■ **WHAT THE TASK REQUIRES**
Collect every line of the records below that contains the word "enum".

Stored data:
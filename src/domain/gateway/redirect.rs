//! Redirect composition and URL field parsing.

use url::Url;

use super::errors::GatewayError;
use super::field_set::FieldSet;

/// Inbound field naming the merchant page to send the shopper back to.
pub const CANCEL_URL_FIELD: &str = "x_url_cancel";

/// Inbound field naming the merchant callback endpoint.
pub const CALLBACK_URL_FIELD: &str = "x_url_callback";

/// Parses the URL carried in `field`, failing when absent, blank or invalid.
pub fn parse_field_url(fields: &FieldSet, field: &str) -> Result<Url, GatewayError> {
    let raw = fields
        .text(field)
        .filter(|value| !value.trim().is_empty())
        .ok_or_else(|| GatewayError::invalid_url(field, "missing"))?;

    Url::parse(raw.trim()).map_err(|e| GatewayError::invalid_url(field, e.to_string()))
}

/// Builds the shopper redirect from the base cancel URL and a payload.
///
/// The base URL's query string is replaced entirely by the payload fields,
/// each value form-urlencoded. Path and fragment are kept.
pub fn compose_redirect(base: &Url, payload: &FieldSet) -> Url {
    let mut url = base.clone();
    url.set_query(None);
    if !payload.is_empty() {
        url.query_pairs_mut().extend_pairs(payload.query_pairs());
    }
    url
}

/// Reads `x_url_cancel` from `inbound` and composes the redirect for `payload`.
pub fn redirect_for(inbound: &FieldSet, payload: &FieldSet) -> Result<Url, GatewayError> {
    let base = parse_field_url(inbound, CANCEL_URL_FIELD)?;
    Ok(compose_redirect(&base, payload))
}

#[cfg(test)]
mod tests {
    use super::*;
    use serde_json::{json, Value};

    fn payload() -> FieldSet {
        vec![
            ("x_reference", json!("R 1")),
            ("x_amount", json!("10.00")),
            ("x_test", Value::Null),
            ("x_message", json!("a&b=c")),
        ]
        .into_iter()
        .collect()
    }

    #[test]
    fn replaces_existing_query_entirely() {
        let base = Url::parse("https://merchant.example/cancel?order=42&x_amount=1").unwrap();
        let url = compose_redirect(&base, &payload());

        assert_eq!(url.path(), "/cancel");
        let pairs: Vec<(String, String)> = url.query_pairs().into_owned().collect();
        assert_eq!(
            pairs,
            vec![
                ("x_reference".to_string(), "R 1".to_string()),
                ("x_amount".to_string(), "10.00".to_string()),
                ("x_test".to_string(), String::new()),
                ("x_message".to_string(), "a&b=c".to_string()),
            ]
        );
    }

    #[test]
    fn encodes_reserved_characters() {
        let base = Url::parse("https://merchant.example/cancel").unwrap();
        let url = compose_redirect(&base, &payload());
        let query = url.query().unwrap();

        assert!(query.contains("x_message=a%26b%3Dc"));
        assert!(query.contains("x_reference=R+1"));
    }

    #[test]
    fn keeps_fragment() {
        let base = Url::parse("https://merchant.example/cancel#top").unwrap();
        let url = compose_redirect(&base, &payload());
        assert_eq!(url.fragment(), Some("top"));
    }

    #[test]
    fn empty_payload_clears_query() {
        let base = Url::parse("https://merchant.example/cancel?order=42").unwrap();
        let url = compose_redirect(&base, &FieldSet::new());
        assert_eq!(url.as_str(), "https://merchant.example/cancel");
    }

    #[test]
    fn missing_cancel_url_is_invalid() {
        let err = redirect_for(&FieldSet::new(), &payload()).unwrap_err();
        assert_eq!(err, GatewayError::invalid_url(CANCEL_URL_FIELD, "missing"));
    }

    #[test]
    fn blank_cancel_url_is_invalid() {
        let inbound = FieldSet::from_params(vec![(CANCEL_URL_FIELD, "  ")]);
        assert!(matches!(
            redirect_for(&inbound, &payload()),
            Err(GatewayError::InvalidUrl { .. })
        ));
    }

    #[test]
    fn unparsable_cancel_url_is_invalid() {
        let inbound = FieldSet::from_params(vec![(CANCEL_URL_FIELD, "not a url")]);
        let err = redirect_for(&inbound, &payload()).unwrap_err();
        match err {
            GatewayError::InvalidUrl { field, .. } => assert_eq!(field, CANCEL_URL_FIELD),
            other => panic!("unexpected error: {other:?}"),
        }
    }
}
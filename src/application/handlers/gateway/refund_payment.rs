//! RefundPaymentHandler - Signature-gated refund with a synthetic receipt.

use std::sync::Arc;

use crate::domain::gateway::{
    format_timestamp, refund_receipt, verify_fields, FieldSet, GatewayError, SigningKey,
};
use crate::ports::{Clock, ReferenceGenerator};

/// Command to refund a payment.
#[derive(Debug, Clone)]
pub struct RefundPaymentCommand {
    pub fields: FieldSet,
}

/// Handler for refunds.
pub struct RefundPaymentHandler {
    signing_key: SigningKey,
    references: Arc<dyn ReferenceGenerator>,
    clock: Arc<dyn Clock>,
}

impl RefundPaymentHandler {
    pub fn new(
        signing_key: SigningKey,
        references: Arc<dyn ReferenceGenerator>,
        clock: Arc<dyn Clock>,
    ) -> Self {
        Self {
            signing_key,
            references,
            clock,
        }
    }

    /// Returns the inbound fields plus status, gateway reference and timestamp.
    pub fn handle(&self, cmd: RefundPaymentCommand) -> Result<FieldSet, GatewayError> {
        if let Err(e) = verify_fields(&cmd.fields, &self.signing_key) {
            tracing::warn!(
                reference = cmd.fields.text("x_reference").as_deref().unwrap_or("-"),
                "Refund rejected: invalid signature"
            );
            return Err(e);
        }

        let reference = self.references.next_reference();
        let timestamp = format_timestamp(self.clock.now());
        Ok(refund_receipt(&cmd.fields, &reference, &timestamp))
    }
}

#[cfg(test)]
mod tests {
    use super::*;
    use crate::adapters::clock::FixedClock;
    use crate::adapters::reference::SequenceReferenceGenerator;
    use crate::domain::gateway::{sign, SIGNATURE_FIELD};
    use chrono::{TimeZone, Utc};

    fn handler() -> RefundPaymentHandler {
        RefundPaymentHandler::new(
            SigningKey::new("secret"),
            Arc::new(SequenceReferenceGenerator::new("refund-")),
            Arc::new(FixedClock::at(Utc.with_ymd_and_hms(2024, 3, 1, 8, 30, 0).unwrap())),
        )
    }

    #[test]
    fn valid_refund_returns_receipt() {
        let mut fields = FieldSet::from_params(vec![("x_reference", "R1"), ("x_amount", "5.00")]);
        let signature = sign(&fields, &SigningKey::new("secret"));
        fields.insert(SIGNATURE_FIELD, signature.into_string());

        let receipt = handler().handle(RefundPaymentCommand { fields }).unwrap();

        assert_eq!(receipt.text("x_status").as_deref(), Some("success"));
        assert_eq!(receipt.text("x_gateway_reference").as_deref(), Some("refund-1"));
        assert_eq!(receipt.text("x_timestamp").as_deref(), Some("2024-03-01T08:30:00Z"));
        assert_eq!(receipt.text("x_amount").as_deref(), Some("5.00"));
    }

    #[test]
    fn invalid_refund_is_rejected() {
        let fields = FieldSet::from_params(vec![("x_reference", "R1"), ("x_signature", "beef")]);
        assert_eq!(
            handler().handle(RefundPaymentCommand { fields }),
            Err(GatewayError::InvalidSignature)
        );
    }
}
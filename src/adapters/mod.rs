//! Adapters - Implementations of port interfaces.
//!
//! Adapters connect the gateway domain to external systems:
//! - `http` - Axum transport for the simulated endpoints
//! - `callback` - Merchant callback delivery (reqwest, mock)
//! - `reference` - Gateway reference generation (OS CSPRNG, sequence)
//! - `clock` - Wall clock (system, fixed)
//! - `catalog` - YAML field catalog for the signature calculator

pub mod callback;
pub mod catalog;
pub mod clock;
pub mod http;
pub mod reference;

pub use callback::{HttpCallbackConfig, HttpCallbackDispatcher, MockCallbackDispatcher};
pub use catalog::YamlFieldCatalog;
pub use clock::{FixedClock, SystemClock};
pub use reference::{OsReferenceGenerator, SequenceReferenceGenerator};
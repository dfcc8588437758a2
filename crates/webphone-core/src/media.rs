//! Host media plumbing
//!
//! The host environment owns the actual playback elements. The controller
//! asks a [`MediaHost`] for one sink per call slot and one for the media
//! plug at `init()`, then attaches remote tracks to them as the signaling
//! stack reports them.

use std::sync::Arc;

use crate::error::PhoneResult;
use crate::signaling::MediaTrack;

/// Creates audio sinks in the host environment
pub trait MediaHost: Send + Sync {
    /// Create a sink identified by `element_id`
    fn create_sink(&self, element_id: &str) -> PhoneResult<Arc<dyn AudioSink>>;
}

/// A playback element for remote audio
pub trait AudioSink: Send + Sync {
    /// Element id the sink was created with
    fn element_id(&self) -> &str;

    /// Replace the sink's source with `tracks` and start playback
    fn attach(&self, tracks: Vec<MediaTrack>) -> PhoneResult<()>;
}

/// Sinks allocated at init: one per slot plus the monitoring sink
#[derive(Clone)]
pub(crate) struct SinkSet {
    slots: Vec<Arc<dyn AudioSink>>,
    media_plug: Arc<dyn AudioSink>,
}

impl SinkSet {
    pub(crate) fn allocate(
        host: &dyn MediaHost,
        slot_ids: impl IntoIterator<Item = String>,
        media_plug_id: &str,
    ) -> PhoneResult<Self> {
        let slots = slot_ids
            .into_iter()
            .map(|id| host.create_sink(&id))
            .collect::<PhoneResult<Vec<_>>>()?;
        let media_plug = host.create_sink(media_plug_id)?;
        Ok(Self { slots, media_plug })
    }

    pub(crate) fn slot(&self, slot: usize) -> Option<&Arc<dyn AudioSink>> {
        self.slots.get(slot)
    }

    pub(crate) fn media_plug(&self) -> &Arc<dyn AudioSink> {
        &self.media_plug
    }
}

...

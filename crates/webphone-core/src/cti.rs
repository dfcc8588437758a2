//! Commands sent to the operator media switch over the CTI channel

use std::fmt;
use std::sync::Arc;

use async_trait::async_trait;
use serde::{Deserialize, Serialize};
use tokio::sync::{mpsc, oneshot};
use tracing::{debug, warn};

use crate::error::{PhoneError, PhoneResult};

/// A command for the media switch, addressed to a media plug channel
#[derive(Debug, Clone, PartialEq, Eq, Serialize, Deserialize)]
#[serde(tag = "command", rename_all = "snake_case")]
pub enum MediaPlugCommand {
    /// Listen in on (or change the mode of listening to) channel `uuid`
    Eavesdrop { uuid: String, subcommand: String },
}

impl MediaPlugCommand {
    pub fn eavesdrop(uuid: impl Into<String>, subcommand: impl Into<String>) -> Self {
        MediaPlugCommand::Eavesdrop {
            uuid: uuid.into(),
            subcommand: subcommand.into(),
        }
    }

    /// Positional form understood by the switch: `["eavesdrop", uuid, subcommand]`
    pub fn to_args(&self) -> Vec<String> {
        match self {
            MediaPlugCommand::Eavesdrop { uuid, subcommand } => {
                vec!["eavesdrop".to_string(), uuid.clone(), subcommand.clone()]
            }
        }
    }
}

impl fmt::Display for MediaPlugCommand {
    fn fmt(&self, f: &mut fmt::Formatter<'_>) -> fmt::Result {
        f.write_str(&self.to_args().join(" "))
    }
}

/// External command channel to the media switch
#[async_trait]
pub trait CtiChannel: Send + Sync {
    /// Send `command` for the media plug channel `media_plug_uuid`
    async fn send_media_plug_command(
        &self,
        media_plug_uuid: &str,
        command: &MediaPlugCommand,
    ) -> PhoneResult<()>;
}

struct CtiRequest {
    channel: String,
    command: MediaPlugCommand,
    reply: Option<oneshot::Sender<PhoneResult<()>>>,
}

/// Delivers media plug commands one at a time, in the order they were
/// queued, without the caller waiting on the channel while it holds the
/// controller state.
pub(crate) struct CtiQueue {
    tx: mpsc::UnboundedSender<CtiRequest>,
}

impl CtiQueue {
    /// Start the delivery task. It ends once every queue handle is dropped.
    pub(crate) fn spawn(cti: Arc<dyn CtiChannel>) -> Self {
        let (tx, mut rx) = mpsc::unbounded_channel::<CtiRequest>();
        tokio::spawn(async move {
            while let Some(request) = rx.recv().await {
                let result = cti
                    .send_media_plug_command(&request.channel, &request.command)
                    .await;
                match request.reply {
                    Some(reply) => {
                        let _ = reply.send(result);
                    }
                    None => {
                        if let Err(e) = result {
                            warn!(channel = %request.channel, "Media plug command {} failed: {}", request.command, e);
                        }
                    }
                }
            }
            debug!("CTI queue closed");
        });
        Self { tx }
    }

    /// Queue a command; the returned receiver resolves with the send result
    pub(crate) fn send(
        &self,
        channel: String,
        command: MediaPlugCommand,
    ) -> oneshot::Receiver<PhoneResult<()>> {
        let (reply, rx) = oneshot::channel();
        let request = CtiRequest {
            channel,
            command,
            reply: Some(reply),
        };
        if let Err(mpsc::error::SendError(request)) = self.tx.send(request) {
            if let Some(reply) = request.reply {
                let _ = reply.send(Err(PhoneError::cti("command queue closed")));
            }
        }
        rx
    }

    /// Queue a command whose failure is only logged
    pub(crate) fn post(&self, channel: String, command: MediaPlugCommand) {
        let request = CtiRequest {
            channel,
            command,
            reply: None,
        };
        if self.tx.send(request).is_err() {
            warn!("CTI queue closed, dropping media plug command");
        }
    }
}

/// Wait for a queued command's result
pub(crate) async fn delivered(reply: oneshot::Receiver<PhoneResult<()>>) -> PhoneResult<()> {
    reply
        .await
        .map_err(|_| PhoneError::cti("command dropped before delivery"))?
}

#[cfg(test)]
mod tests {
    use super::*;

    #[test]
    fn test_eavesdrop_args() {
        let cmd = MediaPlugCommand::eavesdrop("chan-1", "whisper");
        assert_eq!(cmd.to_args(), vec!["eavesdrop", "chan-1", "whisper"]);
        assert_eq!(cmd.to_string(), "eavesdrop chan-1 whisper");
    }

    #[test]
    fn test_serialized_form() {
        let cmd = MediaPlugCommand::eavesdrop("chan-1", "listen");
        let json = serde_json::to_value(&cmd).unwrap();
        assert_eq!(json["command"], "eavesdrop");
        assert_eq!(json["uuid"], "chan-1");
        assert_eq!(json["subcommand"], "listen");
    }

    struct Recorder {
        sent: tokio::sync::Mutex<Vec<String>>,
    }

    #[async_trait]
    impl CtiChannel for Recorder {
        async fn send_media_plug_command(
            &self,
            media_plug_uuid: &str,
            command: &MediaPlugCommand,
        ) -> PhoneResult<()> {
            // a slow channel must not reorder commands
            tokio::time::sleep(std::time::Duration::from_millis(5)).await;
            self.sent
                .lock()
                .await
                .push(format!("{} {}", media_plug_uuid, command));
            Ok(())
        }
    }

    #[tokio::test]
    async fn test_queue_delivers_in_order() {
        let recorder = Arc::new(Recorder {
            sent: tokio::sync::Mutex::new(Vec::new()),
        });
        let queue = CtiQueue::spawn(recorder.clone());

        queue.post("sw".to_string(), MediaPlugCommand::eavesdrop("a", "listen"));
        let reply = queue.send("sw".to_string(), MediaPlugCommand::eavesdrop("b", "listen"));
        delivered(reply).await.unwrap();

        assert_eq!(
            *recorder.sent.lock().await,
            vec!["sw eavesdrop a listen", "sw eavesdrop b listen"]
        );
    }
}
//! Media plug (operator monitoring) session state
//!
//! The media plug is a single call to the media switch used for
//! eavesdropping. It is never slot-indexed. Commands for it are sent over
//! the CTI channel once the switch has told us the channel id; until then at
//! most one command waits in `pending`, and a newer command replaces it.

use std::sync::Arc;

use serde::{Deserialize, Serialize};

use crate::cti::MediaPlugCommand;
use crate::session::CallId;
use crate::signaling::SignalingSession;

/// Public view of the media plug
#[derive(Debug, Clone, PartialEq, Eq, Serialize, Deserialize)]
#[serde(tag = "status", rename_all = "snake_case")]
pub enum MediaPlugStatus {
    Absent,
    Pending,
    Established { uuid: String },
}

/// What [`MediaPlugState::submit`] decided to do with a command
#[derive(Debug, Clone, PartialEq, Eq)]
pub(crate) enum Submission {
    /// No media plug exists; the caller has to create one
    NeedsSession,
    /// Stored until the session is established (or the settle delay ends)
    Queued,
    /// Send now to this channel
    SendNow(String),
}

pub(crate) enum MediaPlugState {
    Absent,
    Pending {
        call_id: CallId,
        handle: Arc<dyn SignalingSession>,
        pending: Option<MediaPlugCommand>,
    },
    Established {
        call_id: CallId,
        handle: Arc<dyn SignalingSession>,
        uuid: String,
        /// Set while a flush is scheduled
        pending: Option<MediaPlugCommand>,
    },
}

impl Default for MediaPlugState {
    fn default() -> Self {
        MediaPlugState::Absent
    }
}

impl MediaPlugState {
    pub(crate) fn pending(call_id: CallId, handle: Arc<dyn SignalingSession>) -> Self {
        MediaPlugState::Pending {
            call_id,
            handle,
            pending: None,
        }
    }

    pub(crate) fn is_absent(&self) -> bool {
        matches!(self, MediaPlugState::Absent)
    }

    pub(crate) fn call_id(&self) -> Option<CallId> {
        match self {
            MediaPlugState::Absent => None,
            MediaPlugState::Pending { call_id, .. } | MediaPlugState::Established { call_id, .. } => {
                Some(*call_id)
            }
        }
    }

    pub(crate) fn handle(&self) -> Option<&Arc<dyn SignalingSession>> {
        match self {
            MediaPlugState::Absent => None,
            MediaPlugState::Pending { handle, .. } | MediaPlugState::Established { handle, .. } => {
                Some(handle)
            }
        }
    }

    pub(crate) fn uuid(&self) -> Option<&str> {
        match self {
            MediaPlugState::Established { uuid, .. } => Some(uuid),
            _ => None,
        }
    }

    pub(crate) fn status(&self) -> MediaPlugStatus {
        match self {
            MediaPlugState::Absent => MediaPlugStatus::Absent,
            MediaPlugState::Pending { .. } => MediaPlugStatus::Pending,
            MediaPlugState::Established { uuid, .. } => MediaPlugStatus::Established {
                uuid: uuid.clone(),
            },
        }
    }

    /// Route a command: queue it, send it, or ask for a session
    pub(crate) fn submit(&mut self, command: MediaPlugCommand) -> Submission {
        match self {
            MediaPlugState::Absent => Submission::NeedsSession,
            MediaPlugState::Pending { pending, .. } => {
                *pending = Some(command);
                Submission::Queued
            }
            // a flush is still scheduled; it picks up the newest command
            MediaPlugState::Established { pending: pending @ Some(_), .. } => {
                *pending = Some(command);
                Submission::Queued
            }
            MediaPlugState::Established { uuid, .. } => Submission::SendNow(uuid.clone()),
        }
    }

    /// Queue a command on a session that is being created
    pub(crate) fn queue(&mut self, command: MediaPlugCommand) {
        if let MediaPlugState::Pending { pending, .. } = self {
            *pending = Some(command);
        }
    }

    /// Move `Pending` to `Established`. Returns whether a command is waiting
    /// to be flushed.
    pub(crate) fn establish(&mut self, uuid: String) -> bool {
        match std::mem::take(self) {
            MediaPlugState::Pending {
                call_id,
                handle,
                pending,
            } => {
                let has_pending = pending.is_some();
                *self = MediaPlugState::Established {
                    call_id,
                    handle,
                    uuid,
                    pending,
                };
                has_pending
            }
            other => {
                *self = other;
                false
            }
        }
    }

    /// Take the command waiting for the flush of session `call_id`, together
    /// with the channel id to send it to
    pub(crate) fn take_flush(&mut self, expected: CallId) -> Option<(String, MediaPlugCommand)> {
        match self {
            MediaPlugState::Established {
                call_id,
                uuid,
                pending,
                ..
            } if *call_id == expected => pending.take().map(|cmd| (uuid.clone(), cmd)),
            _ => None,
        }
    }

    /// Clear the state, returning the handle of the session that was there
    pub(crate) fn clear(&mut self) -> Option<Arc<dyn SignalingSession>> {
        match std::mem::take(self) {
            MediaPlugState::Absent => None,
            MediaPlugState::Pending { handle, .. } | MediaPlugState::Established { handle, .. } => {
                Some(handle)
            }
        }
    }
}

■ **RESPONSE**
pub enum MediaPlugCommand {
pub enum MediaPlugStatus {
pub(crate) enum Submission {
pub(crate) enum MediaPlugState {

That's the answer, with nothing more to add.